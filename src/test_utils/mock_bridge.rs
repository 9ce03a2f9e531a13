//! Scriptable in-memory [`CommandBridge`] for tests.
//!
//! Every backend operation returns a configurable result after a configurable
//! delay and counts its invocations. Install and repair emit the scripted
//! progress events on the bridge's broadcast channel before settling, and the
//! bridge records how many install/repair calls were running at once so tests
//! can assert they never overlapped.

use crate::bridge::{CommandBridge, ProgressEvent, ServerStatus};
use crate::constants::PROGRESS_CHANNEL_CAPACITY;
use crate::core::BridgeError;
use crate::manifest::Manifest;
use std::collections::VecDeque;
use std::path::Path;
use std::sync::Mutex;
use std::sync::atomic::{AtomicUsize, Ordering};
use std::time::Duration;
use tokio::sync::broadcast;
use tokio::time::sleep;

/// Invocation counters, one per backend operation.
#[derive(Debug, Default)]
pub struct CallCounts {
    /// Manifest fetches, including scripted failures
    pub fetch_manifest: AtomicUsize,
    /// Reads of the version on disk
    pub get_installed_version: AtomicUsize,
    /// Installs started
    pub install: AtomicUsize,
    /// Verify/repair passes started, silent or manual
    pub verify_and_repair: AtomicUsize,
    /// Content-change checks
    pub manifest_changed: AtomicUsize,
    /// Server pings
    pub ping_server: AtomicUsize,
}

impl CallCounts {
    fn bump(counter: &AtomicUsize) {
        counter.fetch_add(1, Ordering::SeqCst);
    }
}

/// Per-operation artificial latency.
#[derive(Debug, Clone, Copy, Default)]
pub struct Delays {
    /// Before a manifest fetch settles
    pub fetch: Duration,
    /// After an install's progress events, before it settles
    pub install: Duration,
    /// After a repair's progress events, before it settles
    pub verify: Duration,
    /// Before a server ping settles
    pub ping: Duration,
}

#[derive(Debug)]
struct Script {
    manifest: Result<Manifest, BridgeError>,
    /// Failures returned by the next fetches before `manifest` is served
    fetch_failures: VecDeque<BridgeError>,
    installed_on_disk: Result<Option<String>, BridgeError>,
    install: Result<String, BridgeError>,
    /// Results for the next repairs; falls back to success when empty
    verify: VecDeque<Result<String, BridgeError>>,
    manifest_changed: Result<bool, BridgeError>,
    server: Result<ServerStatus, BridgeError>,
    progress: Vec<ProgressEvent>,
    delays: Delays,
}

/// Backend double driven entirely from test code.
#[derive(Debug)]
pub struct MockBridge {
    script: Mutex<Script>,
    progress: broadcast::Sender<ProgressEvent>,
    calls: CallCounts,
    active_writers: AtomicUsize,
    max_active_writers: AtomicUsize,
}

impl MockBridge {
    /// Bridge serving `manifest`, with nothing installed on disk.
    pub fn new(manifest: Manifest) -> Self {
        Self::with_fetch_result(Ok(manifest))
    }

    /// Bridge whose manifest fetches always fail with `message`.
    pub fn unreachable(message: &str) -> Self {
        Self::with_fetch_result(Err(BridgeError::new(message)))
    }

    fn with_fetch_result(manifest: Result<Manifest, BridgeError>) -> Self {
        let (progress, _) = broadcast::channel(PROGRESS_CHANNEL_CAPACITY);
        Self {
            script: Mutex::new(Script {
                manifest,
                fetch_failures: VecDeque::new(),
                installed_on_disk: Ok(None),
                install: Ok("Modpack installed successfully".to_string()),
                verify: VecDeque::new(),
                manifest_changed: Ok(false),
                server: Ok(ServerStatus::offline()),
                progress: Vec::new(),
                delays: Delays::default(),
            }),
            progress,
            calls: CallCounts::default(),
            active_writers: AtomicUsize::new(0),
            max_active_writers: AtomicUsize::new(0),
        }
    }

    fn script(&self) -> std::sync::MutexGuard<'_, Script> {
        self.script.lock().unwrap()
    }

    /// Serve `manifest` from now on.
    pub fn set_manifest(&self, manifest: Manifest) {
        self.script().manifest = Ok(manifest);
    }

    /// Fail every fetch from now on.
    pub fn set_fetch_error(&self, message: &str) {
        self.script().manifest = Err(BridgeError::new(message));
    }

    /// Fail the next `count` fetches, then serve the manifest again.
    pub fn fail_next_fetches(&self, count: usize, message: &str) {
        let mut script = self.script();
        script.fetch_failures.extend((0..count).map(|_| BridgeError::new(message)));
    }

    /// Version the backend reports as present on disk.
    pub fn set_installed_on_disk(&self, version: Option<&str>) {
        self.script().installed_on_disk = Ok(version.map(str::to_string));
    }

    /// Make reading the installed version fail.
    pub fn set_installed_on_disk_error(&self, message: &str) {
        self.script().installed_on_disk = Err(BridgeError::new(message));
    }

    /// Make installs fail with `message`.
    pub fn set_install_error(&self, message: &str) {
        self.script().install = Err(BridgeError::new(message));
    }

    /// Make installs succeed again.
    pub fn set_install_ok(&self) {
        self.script().install = Ok("Modpack installed successfully".to_string());
    }

    /// Queue a failure for the next repair.
    pub fn queue_verify_error(&self, message: &str) {
        self.script().verify.push_back(Err(BridgeError::new(message)));
    }

    /// Answer for content-change checks.
    pub fn set_manifest_changed(&self, changed: bool) {
        self.script().manifest_changed = Ok(changed);
    }

    /// Make content-change checks fail.
    pub fn set_manifest_changed_error(&self, message: &str) {
        self.script().manifest_changed = Err(BridgeError::new(message));
    }

    /// Answer for server pings.
    pub fn set_server_status(&self, status: ServerStatus) {
        self.script().server = Ok(status);
    }

    /// Make server pings fail.
    pub fn set_server_error(&self, message: &str) {
        self.script().server = Err(BridgeError::new(message));
    }

    /// Events emitted by every install and repair, in order.
    pub fn set_progress_script(&self, events: Vec<ProgressEvent>) {
        self.script().progress = events;
    }

    /// Artificial latency per operation.
    pub fn set_delays(&self, delays: Delays) {
        self.script().delays = delays;
    }

    /// Invocation counters.
    pub fn calls(&self) -> &CallCounts {
        &self.calls
    }

    /// Shorthand for `calls().fetch_manifest`.
    pub fn fetch_calls(&self) -> usize {
        self.calls.fetch_manifest.load(Ordering::SeqCst)
    }

    /// Shorthand for `calls().install`.
    pub fn install_calls(&self) -> usize {
        self.calls.install.load(Ordering::SeqCst)
    }

    /// Shorthand for `calls().verify_and_repair`.
    pub fn verify_calls(&self) -> usize {
        self.calls.verify_and_repair.load(Ordering::SeqCst)
    }

    /// Shorthand for `calls().manifest_changed`.
    pub fn manifest_changed_calls(&self) -> usize {
        self.calls.manifest_changed.load(Ordering::SeqCst)
    }

    /// Shorthand for `calls().ping_server`.
    pub fn ping_calls(&self) -> usize {
        self.calls.ping_server.load(Ordering::SeqCst)
    }

    /// Live progress subscriptions.
    pub fn progress_subscribers(&self) -> usize {
        self.progress.receiver_count()
    }

    /// Highest number of install/repair calls observed running at once.
    pub fn max_concurrent_writers(&self) -> usize {
        self.max_active_writers.load(Ordering::SeqCst)
    }

    /// Emit one progress event as the backend would.
    pub fn emit_progress(&self, event: ProgressEvent) {
        let _ = self.progress.send(event);
    }

    async fn write_files<T>(
        &self,
        delay: Duration,
        result: Result<T, BridgeError>,
    ) -> Result<T, BridgeError> {
        let now = self.active_writers.fetch_add(1, Ordering::SeqCst) + 1;
        self.max_active_writers.fetch_max(now, Ordering::SeqCst);

        let events = self.script().progress.clone();
        for event in events {
            self.emit_progress(event);
            tokio::task::yield_now().await;
        }
        sleep(delay).await;

        self.active_writers.fetch_sub(1, Ordering::SeqCst);
        result
    }
}

impl CommandBridge for MockBridge {
    async fn fetch_manifest(&self, _url: &str) -> Result<Manifest, BridgeError> {
        CallCounts::bump(&self.calls.fetch_manifest);
        let (delay, result) = {
            let mut script = self.script();
            let result = match script.fetch_failures.pop_front() {
                Some(err) => Err(err),
                None => script.manifest.clone(),
            };
            (script.delays.fetch, result)
        };
        sleep(delay).await;
        result
    }

    async fn get_installed_version(&self, _dir: &Path) -> Result<Option<String>, BridgeError> {
        CallCounts::bump(&self.calls.get_installed_version);
        self.script().installed_on_disk.clone()
    }

    async fn install(&self, _manifest: &Manifest, _dir: &Path) -> Result<String, BridgeError> {
        CallCounts::bump(&self.calls.install);
        let (delay, result) = {
            let script = self.script();
            (script.delays.install, script.install.clone())
        };
        self.write_files(delay, result).await
    }

    async fn verify_and_repair(
        &self,
        _manifest: &Manifest,
        _dir: &Path,
    ) -> Result<String, BridgeError> {
        CallCounts::bump(&self.calls.verify_and_repair);
        let (delay, result) = {
            let mut script = self.script();
            let result = script.verify.pop_front().unwrap_or_else(|| Ok("Verified".to_string()));
            (script.delays.verify, result)
        };
        self.write_files(delay, result).await
    }

    async fn manifest_changed(
        &self,
        _manifest: &Manifest,
        _dir: &Path,
    ) -> Result<bool, BridgeError> {
        CallCounts::bump(&self.calls.manifest_changed);
        self.script().manifest_changed.clone()
    }

    async fn ping_server(&self, _address: &str) -> Result<ServerStatus, BridgeError> {
        CallCounts::bump(&self.calls.ping_server);
        let (delay, result) = {
            let script = self.script();
            (script.delays.ping, script.server.clone())
        };
        sleep(delay).await;
        result
    }

    fn subscribe_progress(&self) -> broadcast::Receiver<ProgressEvent> {
        self.progress.subscribe()
    }
}
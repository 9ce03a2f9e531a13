//! Game server status probes.
//!
//! The launcher shows the server's player list on several screens at once, so
//! pings are deduplicated by address. A failed ping is returned to the caller
//! and never written to `error`.

use super::Orchestrator;
use crate::bridge::{CommandBridge, ServerStatus};
use crate::core::{PacksyncError, Result};
use tracing::debug;

impl<B: CommandBridge> Orchestrator<B> {
    /// Ping the game server at `address` (`host` or `host:port`).
    pub async fn server_status(&self, address: &str) -> Result<ServerStatus> {
        let bridge = &self.bridge;
        self.servers
            .execute(address, || async move {
                let status = bridge
                    .ping_server(address)
                    .await
                    .map_err(|err| PacksyncError::ping(address, err))?;
                debug!(
                    address,
                    online = status.online,
                    players = ?status.player_count,
                    "Server status received"
                );
                Ok(status)
            })
            .await
    }
}
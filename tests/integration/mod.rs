//! Integration test suite for packsync
//!
//! These tests drive a full [`packsync::Orchestrator`] against the scriptable
//! `MockBridge` from `packsync::test_utils` and check the externally observable
//! guarantees: request coalescing, install atomicity, busy-flag exclusion,
//! error lifecycle, retry bounds, and persistence across restarts.
//!
//! # Running Integration Tests
//!
//! ```bash
//! cargo test --test integration
//! RUST_LOG=packsync=debug cargo test --test integration -- --nocapture
//! ```
//!
//! # Test Organization
//!
//! - **busy_exclusion**: at most one busy flag, install and repair never overlap
//! - **dedup**: concurrent and back-to-back manual checks
//! - **install_lifecycle**: fresh install, rejected install, persistence
//! - **retry**: retry bounds and startup retry exhaustion
//! - **update_detection**: version and content change detection, periodic polling

mod busy_exclusion;
mod dedup;
mod install_lifecycle;
mod retry;
mod update_detection;
//! Core types shared by every packsync module.
//!
//! Currently this is the error taxonomy; see [`error`].

pub mod error;

pub use error::{BridgeError, PacksyncError, Result};
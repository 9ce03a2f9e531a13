//! Scoped subscriptions to backend progress events.
//!
//! A [`ProgressSubscription`] is opened right before a backend call and dropped
//! when the call returns, on success, failure, or cancellation alike. Dropping
//! the guard drops the broadcast receiver, which unsubscribes it; repeated
//! install attempts therefore never accumulate listeners.
//!
//! Events are cumulative snapshots. Delivery may duplicate or reorder them, so
//! consumers must overwrite their view with the newest event rather than add
//! deltas.

use serde::{Deserialize, Serialize};
use std::future::Future;
use tokio::sync::broadcast;
use tokio::sync::broadcast::error::{RecvError, TryRecvError};
use tracing::debug;

/// Download progress pushed by the backend.
#[derive(Debug, Clone, PartialEq, Eq, Serialize, Deserialize)]
pub struct ProgressEvent {
    /// Files completed so far (1-indexed file currently in flight)
    pub current: usize,
    /// Total files in the operation
    pub total: usize,
    /// Cumulative bytes transferred
    pub current_bytes: u64,
    /// Total bytes in the operation
    pub total_bytes: u64,
    /// File currently being processed
    pub filename: String,
}

/// Progress subscription bound to one backend call.
#[derive(Debug)]
pub struct ProgressSubscription {
    receiver: broadcast::Receiver<ProgressEvent>,
    operation: &'static str,
    received: u64,
}

impl ProgressSubscription {
    /// Wrap a freshly opened receiver for `operation` (used in log output).
    pub fn new(receiver: broadcast::Receiver<ProgressEvent>, operation: &'static str) -> Self {
        debug!(operation, "Subscribed to progress events");
        Self {
            receiver,
            operation,
            received: 0,
        }
    }

    /// Number of events handed to a callback so far.
    pub fn received(&self) -> u64 {
        self.received
    }

    /// Run `call` to completion while feeding every event to `on_event`.
    ///
    /// Events are handed over in arrival order. Anything still queued when the
    /// call finishes is drained before returning, so the final event the backend
    /// emitted is always observed.
    pub async fn drive<F, T>(&mut self, call: F, mut on_event: impl FnMut(&ProgressEvent)) -> T
    where
        F: Future<Output = T>,
    {
        let mut call = std::pin::pin!(call);
        let mut open = true;

        let output = loop {
            tokio::select! {
                biased;
                event = self.receiver.recv(), if open => match event {
                    Ok(event) => {
                        self.received += 1;
                        on_event(&event);
                    }
                    Err(RecvError::Lagged(skipped)) => {
                        debug!(operation = self.operation, skipped, "Progress subscriber lagged");
                    }
                    Err(RecvError::Closed) => open = false,
                },
                output = &mut call => break output,
            }
        };

        loop {
            match self.receiver.try_recv() {
                Ok(event) => {
                    self.received += 1;
                    on_event(&event);
                }
                Err(TryRecvError::Lagged(skipped)) => {
                    debug!(operation = self.operation, skipped, "Progress subscriber lagged");
                }
                Err(TryRecvError::Empty) | Err(TryRecvError::Closed) => break,
            }
        }

        output
    }
}

impl Drop for ProgressSubscription {
    fn drop(&mut self) {
        debug!(
            operation = self.operation,
            received = self.received,
            "Progress subscription released"
        );
    }
}
//! Request deduplication (at-most-one-in-flight per key).
//!
//! When several triggers fire the same logical request at once (a mount-time
//! check racing a "check now" button, or the periodic poll landing mid-way
//! through a manual check), only the first caller runs the request. Everyone
//! else subscribes to its outcome and receives a clone of the same settled
//! value or the same error.
//!
//! # Coordination protocol
//!
//! ```text
//! caller ──► DashMap entry(key)
//!              ├── Vacant   → insert broadcast sender, run factory, evict key, broadcast result
//!              └── Occupied → subscribe, wait for the broadcast
//!                               └── sender dropped without a result (leader cancelled)
//!                                     → start over; one waiter becomes the new leader
//! ```
//!
//! Keys are evicted the moment the leading call settles, before the result is
//! broadcast, so a call made after settlement always starts a fresh request.

use dashmap::DashMap;
use dashmap::mapref::entry::Entry;
use std::future::Future;
use std::sync::Arc;
use std::sync::atomic::{AtomicU64, Ordering};
use tokio::sync::broadcast;
use tracing::debug;

/// In-flight request registered under a key.
struct Inflight<T, E> {
    /// Distinguishes this request from a later one under the same key
    id: u64,
    sender: broadcast::Sender<Result<T, E>>,
}

/// Evicts the in-flight entry when the leading call settles or is dropped.
struct InflightGuard<'a, T, E> {
    inflight: &'a DashMap<String, Inflight<T, E>>,
    key: &'a str,
    id: u64,
}

impl<T, E> Drop for InflightGuard<'_, T, E> {
    fn drop(&mut self) {
        self.inflight.remove_if(self.key, |_, entry| entry.id == self.id);
    }
}

/// Coalesces concurrent requests that share a key.
///
/// `T` and `E` must be `Clone` because every waiter receives its own copy of
/// the settled result. Wrap large values in an [`Arc`] so that waiters share a
/// single allocation.
pub struct RequestDeduplicator<T, E> {
    inflight: Arc<DashMap<String, Inflight<T, E>>>,
    next_id: AtomicU64,
    coalesced: AtomicU64,
}

impl<T, E> RequestDeduplicator<T, E>
where
    T: Clone,
    E: Clone,
{
    /// Create an empty deduplicator.
    pub fn new() -> Self {
        Self {
            inflight: Arc::new(DashMap::new()),
            next_id: AtomicU64::new(0),
            coalesced: AtomicU64::new(0),
        }
    }

    /// Run `factory` unless a request for `key` is already in flight.
    ///
    /// If one is, `factory` is never invoked and the caller receives the
    /// in-flight request's result instead.
    pub async fn execute<F, Fut>(&self, key: &str, factory: F) -> Result<T, E>
    where
        F: FnOnce() -> Fut,
        Fut: Future<Output = Result<T, E>>,
    {
        let (id, sender) = loop {
            let mut receiver = match self.inflight.entry(key.to_string()) {
                Entry::Occupied(entry) => {
                    // Subscribe while the shard lock is held so the leader
                    // cannot evict and broadcast in between.
                    let receiver = entry.get().sender.subscribe();
                    drop(entry);
                    receiver
                }
                Entry::Vacant(entry) => {
                    let id = self.next_id.fetch_add(1, Ordering::Relaxed);
                    let (sender, _) = broadcast::channel(1);
                    entry.insert(Inflight {
                        id,
                        sender: sender.clone(),
                    });
                    break (id, sender);
                }
            };

            self.coalesced.fetch_add(1, Ordering::Relaxed);
            debug!(key, "Joining in-flight request");

            match receiver.recv().await {
                Ok(result) => return result,
                Err(_) => {
                    debug!(key, "In-flight request was abandoned, retrying");
                }
            }
        };

        let guard = InflightGuard {
            inflight: &self.inflight,
            key,
            id,
        };

        let result = factory().await;

        drop(guard);
        // No receivers just means nobody joined.
        let _ = sender.send(result.clone());

        result
    }

    /// Whether a request for `key` is currently running.
    pub fn is_in_flight(&self, key: &str) -> bool {
        self.inflight.contains_key(key)
    }

    /// Number of distinct keys currently in flight.
    pub fn in_flight(&self) -> usize {
        self.inflight.len()
    }

    /// Total number of calls that joined another caller's request.
    pub fn coalesced_count(&self) -> u64 {
        self.coalesced.load(Ordering::Relaxed)
    }
}

impl<T, E> Default for RequestDeduplicator<T, E>
where
    T: Clone,
    E: Clone,
{
    fn default() -> Self {
        Self::new()
    }
}
//! Version and content change detection.

use anyhow::Result;
use packsync::Orchestrator;
use packsync::manifest::{VersionChange, compare_versions};
use packsync::state::DurableStore;
use packsync::test_utils::{ManifestFixture, MockBridge, test_config, wait_until};
use std::path::Path;
use std::sync::Arc;
use std::time::Duration;

async fn orchestrator_with_installed(
    bridge: &Arc<MockBridge>,
    installed: &str,
) -> Result<Orchestrator<MockBridge>> {
    let store = Arc::new(DurableStore::in_memory());
    store.set_installed_version(Some(installed)).await?;
    Orchestrator::with_store(Arc::clone(bridge), test_config(Path::new("/games/pack")), store).await
}

#[tokio::test]
async fn test_new_version_is_detected() -> Result<()> {
    let bridge = Arc::new(MockBridge::new(ManifestFixture::with_version("1.1.0")));
    let orchestrator = orchestrator_with_installed(&bridge, "1.0.0").await?;

    orchestrator.check_updates().await?;

    let state = orchestrator.snapshot();
    assert!(state.update_available);
    let installed = state.installed_version.as_deref().unwrap();
    assert_eq!(compare_versions(installed, state.latest_version().unwrap()), VersionChange::Upgrade);
    Ok(())
}

#[tokio::test]
async fn test_rollback_is_also_an_update() -> Result<()> {
    let bridge = Arc::new(MockBridge::new(ManifestFixture::with_version("0.9.0")));
    let orchestrator = orchestrator_with_installed(&bridge, "1.0.0").await?;

    orchestrator.check_updates().await?;

    assert!(orchestrator.snapshot().update_available);
    Ok(())
}

#[tokio::test]
async fn test_republished_content_under_same_version() -> Result<()> {
    let bridge = Arc::new(MockBridge::new(ManifestFixture::republished("1.0.0")));
    bridge.set_manifest_changed(true);
    let orchestrator = orchestrator_with_installed(&bridge, "1.0.0").await?;

    orchestrator.check_updates().await?;
    assert!(!orchestrator.snapshot().update_available);

    orchestrator.poll_once().await;

    let state = orchestrator.snapshot();
    assert!(state.update_available);
    assert_eq!(state.installed_version.as_deref(), Some("1.0.0"));
    assert_eq!(bridge.manifest_changed_calls(), 1);
    Ok(())
}

#[tokio::test]
async fn test_periodic_failures_never_surface() -> Result<()> {
    let bridge = Arc::new(MockBridge::unreachable("network is unreachable"));
    let orchestrator = orchestrator_with_installed(&bridge, "1.0.0").await?;

    for _ in 0..3 {
        orchestrator.poll_once().await;
    }

    let state = orchestrator.snapshot();
    assert_eq!(state.error, None);
    assert_eq!(state.last_silent_error.as_deref(), Some("network is unreachable"));
    assert_eq!(bridge.fetch_calls(), 3);
    Ok(())
}

#[tokio::test(start_paused = true)]
async fn test_background_poll_detects_update() -> Result<()> {
    let bridge = Arc::new(MockBridge::new(ManifestFixture::with_version("1.0.0")));
    let orchestrator = orchestrator_with_installed(&bridge, "1.0.0").await?;
    let _tasks = orchestrator.spawn_background_tasks();

    tokio::time::sleep(Duration::from_secs(301)).await;
    assert!(wait_until(|| bridge.fetch_calls() == 1).await);
    assert!(!orchestrator.snapshot().update_available);

    bridge.set_manifest(ManifestFixture::with_version("1.1.0"));
    tokio::time::sleep(Duration::from_secs(300)).await;
    assert!(wait_until(|| orchestrator.snapshot().update_available).await);
    assert_eq!(orchestrator.snapshot().latest_version(), Some("1.1.0"));
    Ok(())
}

#[tokio::test(start_paused = true)]
async fn test_periodic_verification_runs_when_enabled() -> Result<()> {
    let bridge = Arc::new(MockBridge::new(ManifestFixture::with_version("1.0.0")));
    let store = Arc::new(DurableStore::in_memory());
    store.set_installed_version(Some("1.0.0")).await?;
    let mut config = test_config(Path::new("/games/pack"));
    config.check_interval = 0;
    config.verify_interval = 60;
    let orchestrator = Orchestrator::with_store(Arc::clone(&bridge), config, store).await?;

    let tasks = orchestrator.spawn_background_tasks();
    assert_eq!(tasks.len(), 1);

    tokio::time::sleep(Duration::from_secs(125)).await;
    assert!(wait_until(|| bridge.verify_calls() == 2).await);
    assert_eq!(orchestrator.snapshot().error, None);

    drop(tasks);
    tokio::time::sleep(Duration::from_secs(600)).await;
    assert_eq!(bridge.verify_calls(), 2);
    Ok(())
}
//! Logging setup for hosts that do not install their own subscriber.
//!
//! Everything in this crate logs through [`tracing`]. A host that already has a
//! subscriber needs nothing from this module; otherwise call [`init`] once at
//! startup.

use tracing::Level;
use tracing_subscriber::EnvFilter;

/// Install a formatted subscriber filtered by `RUST_LOG`.
///
/// Without `RUST_LOG`, `packsync` logs at `level` and everything else at
/// `warn`. Returns `false` if a global subscriber was already installed.
pub fn init(level: Level) -> bool {
    let filter = EnvFilter::try_from_default_env()
        .unwrap_or_else(|_| EnvFilter::new(default_directives(level)));

    tracing_subscriber::fmt().with_env_filter(filter).with_target(true).try_init().is_ok()
}

fn default_directives(level: Level) -> String {
    format!("warn,packsync={}", level.as_str().to_ascii_lowercase())
}
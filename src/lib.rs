//! packsync - modpack update and installation orchestrator
//!
//! A launcher-side library that decides when a newer modpack is available,
//! installs it exactly once even when several triggers fire at the same time,
//! keeps the installed files healthy in the background, and exposes progress
//! and errors to a presentation layer through a single observable state.
//!
//! # Architecture Overview
//!
//! packsync owns orchestration only. Everything that touches the network or
//! the install directory lives in a backend the host provides:
//!
//! ```text
//!  presentation layer ──snapshot / subscribe──► StateStore (watch channel)
//!          │                                          ▲
//!          ▼                                          │ mutations
//!   Orchestrator ──► RequestDeduplicator ──► CommandBridge (host backend)
//!          │                                          │
//!          ├── DirectoryLocks (install ⟂ repair)      └── progress broadcast
//!          └── RetryPolicy / RetryState per use site
//! ```
//!
//! - Manifest fetches are coalesced by URL: N concurrent checks cause one
//!   backend call and all N callers receive the same `Arc<Manifest>`.
//! - Install and repair serialize on a per-directory lock, and at most one of
//!   the three busy flags is ever raised.
//! - A failed install never changes the installed version.
//! - Only the installed version is persisted across restarts.
//!
//! # Core Modules
//!
//! - [`bridge`] - The backend trait and scoped progress subscriptions
//! - [`orchestrator`] - Update checks, install, verify and repair, server status
//! - [`dedup`] - At-most-one-in-flight request coalescing
//! - [`state`] - Observable orchestration state and the durable store
//! - [`retry`] - Exponential backoff with jitter and bounded retry bookkeeping
//! - [`manifest`] - Modpack manifest model, content digests, version comparison
//!
//! ## Supporting Modules
//! - [`config`] - TOML configuration (`PACKSYNC_CONFIG_PATH` or platform default)
//! - [`core`] - Error types
//! - [`constants`] - Default intervals, retry bounds, and storage keys
//! - [`logging`] - Optional `tracing-subscriber` setup
//!
//! # Configuration
//!
//! ```toml
//! manifest_url = "https://packs.example.com/manifest.json"
//! install_dir = "/home/steve/.wowid3/game"
//! check_interval = 300
//! ```

pub mod bridge;
pub mod config;
pub mod constants;
pub mod core;
pub mod dedup;
pub mod logging;
pub mod manifest;
pub mod orchestrator;
pub mod retry;
pub mod state;

// Test utilities (only available in tests or with test-utils feature)
#[cfg(any(test, feature = "test-utils"))]
pub mod test_utils;

pub use crate::core::{BridgeError, PacksyncError};
pub use orchestrator::{InstallOptions, Orchestrator, VerifyOptions};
=======
Reproduce every line of the listing above in which the string "crate" appears.

» SOLUTION TO THE EXERCISE:
use crate::bridge::{CommandBridge, ProgressEvent, ServerStatus};
use crate::constants::PROGRESS_CHANNEL_CAPACITY;
use crate::core::BridgeError;
use crate::manifest::Manifest;
use crate::bridge::{CommandBridge, ServerStatus};
use crate::core::{PacksyncError, Result};
//! Everything in this crate logs through [`tracing`]. A host that already has a
pub use crate::core::{BridgeError, PacksyncError};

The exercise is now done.